In Somalia, chaotic violence has given way to the establishment of a new extremist Islamic regime, appearing to give terrorist groups a new haven for training camps and planning future attacks on the west.

World events appear to be spiraling out of control despite the tremendous amount of military force that we've seen used by the United States in the past five years. Why is this happening? Why has the Bush Administration's strategy failed to bring freedom and stability to the Middle East?

The answers can be found in the words of people like Vietnam-era Secretary of Defense Robert McNamara and former National Security Advisor Brent Scowcroft, who have gone public with criticisms of the Bush-Cheney Doctrine of unilateral intervention.

The Bush-Cheney doctrine: attack your potential enemies before you really even know they're an enemy worth attacking. It states that America can no longer afford to wait for evidence to support military action. It says we must act now. We must act against them before they act against America, even if it's not entirely clear they ever will.

This doctrine is essentially paranoia on a massive scale. Paranoia of the entire national security apparatus.

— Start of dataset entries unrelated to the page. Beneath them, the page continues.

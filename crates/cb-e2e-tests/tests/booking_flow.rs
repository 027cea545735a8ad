//! E2E tests for multi-turn booking over HTTP.

mod helpers;

use helpers::{TZ, TestHarness, at, short_date, tomorrow};

/// Scenario: title first, then date and time, then a bare duration books it.
#[tokio::test]
async fn e2e_booking_across_three_turns() {
    let h = TestHarness::new();

    let (_, json) = h.chat("alice", "book a meeting with John").await;
    assert_eq!(
        json["response"],
        "To schedule this meeting, I need more information about: date, time, duration."
    );
    assert_eq!(json["conversation_context"]["booking_in_progress"], true);

    let (_, json) = h.chat("alice", "tomorrow 3pm").await;
    assert_eq!(
        json["response"],
        "To schedule this meeting, I need more information about: duration."
    );
    let info = &json["conversation_context"]["accumulated_booking_info"];
    assert_eq!(info["title"], "John");
    assert_eq!(info["date"], tomorrow().format("%Y-%m-%d").to_string());
    assert_eq!(info["time"], "15:00:00");

    let (_, json) = h.chat("alice", "30").await;
    assert_eq!(
        json["response"],
        format!(
            "Meeting 'John' scheduled for {} at 03:00 PM (30 minutes)!",
            short_date(tomorrow())
        )
    );
    assert_eq!(json["conversation_context"]["booking_in_progress"], false);

    let events = h.calendar.events().await;
    assert_eq!(events.len(), 1);
    assert_eq!(events[0].title, "John");
    assert_eq!(events[0].start, at(tomorrow(), 15, 0));
    assert_eq!(events[0].end, at(tomorrow(), 15, 30));
    assert_eq!(events[0].timezone, TZ);
}

/// A clashing booking lists alternatives and stays open until the user moves it.
#[tokio::test]
async fn e2e_conflict_then_reschedule() {
    let h = TestHarness::new();
    h.calendar
        .seed("Review", at(tomorrow(), 15, 0), at(tomorrow(), 16, 0), TZ)
        .await;

    let (_, json) = h
        .chat("alice", "book a call with Sam tomorrow at 3pm for 1 hour")
        .await;
    let reply = json["response"].as_str().unwrap();
    assert!(reply.starts_with("Time slot not available!"), "{reply}");
    assert!(reply.contains("'Review'"));
    let day = tomorrow().format("%Y-%m-%d");
    assert!(reply.contains(&format!("  - {day} 16:00")), "{reply}");
    assert!(!reply.contains(&format!("  - {day} 15:30")), "{reply}");
    assert_eq!(json["conversation_context"]["booking_in_progress"], true);

    let reply = h.say("alice", "5pm").await;
    assert_eq!(
        reply,
        format!(
            "Meeting 'Sam' scheduled for {} at 05:00 PM (60 minutes)!",
            short_date(tomorrow())
        )
    );
    assert_eq!(h.calendar.events().await.len(), 2);
}

/// Availability check first, then pick one of the listed slots by position.
#[tokio::test]
async fn e2e_book_listed_slot() {
    let h = TestHarness::new();
    h.calendar
        .seed("Workshop", at(tomorrow(), 9, 0), at(tomorrow(), 12, 0), TZ)
        .await;

    let reply = h.say("alice", "Am I free tomorrow?").await;
    assert!(reply.contains("- 12:00 PM"), "{reply}");

    // Date comes from the availability check; only the time is missing.
    let reply = h.say("alice", "book a meeting with Ana for 45 minutes").await;
    assert_eq!(
        reply,
        "To schedule this meeting, I need more information about: time."
    );

    let reply = h.say("alice", "the first slot").await;
    assert_eq!(
        reply,
        format!(
            "Meeting 'Ana' scheduled for {} at 12:00 PM (45 minutes)!",
            short_date(tomorrow())
        )
    );
    let events = h.calendar.events().await;
    assert_eq!(events[1].start, at(tomorrow(), 12, 0));
    assert_eq!(events[1].end, at(tomorrow(), 12, 45));
}

/// "never mind" drops a half-finished booking.
#[tokio::test]
async fn e2e_cancel_booking() {
    let h = TestHarness::new();

    h.say("alice", "schedule a dentist appointment").await;
    let reply = h.say("alice", "forget it").await;
    assert_eq!(
        reply,
        "Okay, I've dropped that booking. What else can I do for you?"
    );

    let (_, json) = h.conversation("alice").await;
    assert_eq!(json["context"]["booking_in_progress"], false);
    assert!(json["context"]["accumulated_booking_info"]["title"].is_null());
    assert!(h.calendar.events().await.is_empty());
}

/// All details in one message book immediately, including the location.
#[tokio::test]
async fn e2e_single_message_booking_with_location() {
    let h = TestHarness::new();

    let reply = h
        .say(
            "alice",
            "Book a meeting with Ravi tomorrow at 10:30am for half an hour, location: Room 12",
        )
        .await;
    assert_eq!(
        reply,
        format!(
            "Meeting 'Ravi' scheduled for {} at 10:30 AM (30 minutes)! Location: Room 12.",
            short_date(tomorrow())
        )
    );
    assert_eq!(
        h.calendar.events().await[0].location.as_deref(),
        Some("Room 12")
    );
}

Wild goose chases abound. Everyone is chasing everything, meaning far fewer people are left to chase those people and things that actually threaten us.

This has resulted in a situation in which America is unable to convince Iran, North Korea, extremists in Somalia, or genocidal dictators in the Sudan that they might face a realistic threat of American military intervention. About the only person still claiming to be afraid of America is Hugo Chavez in Venezuela. Thinking that America is already overcommitted in Iraq, the rogue regimes launch ICBM's into the sea and continue down the path to building a nuclear bomb. We seemingly can't stop Iran as Israel had stopped Iraq in 1981. In that year, Israeli fighter planes blew up the 70-megawatt uranium-powered reactor that Saddam intended to use for making nuclear bombs.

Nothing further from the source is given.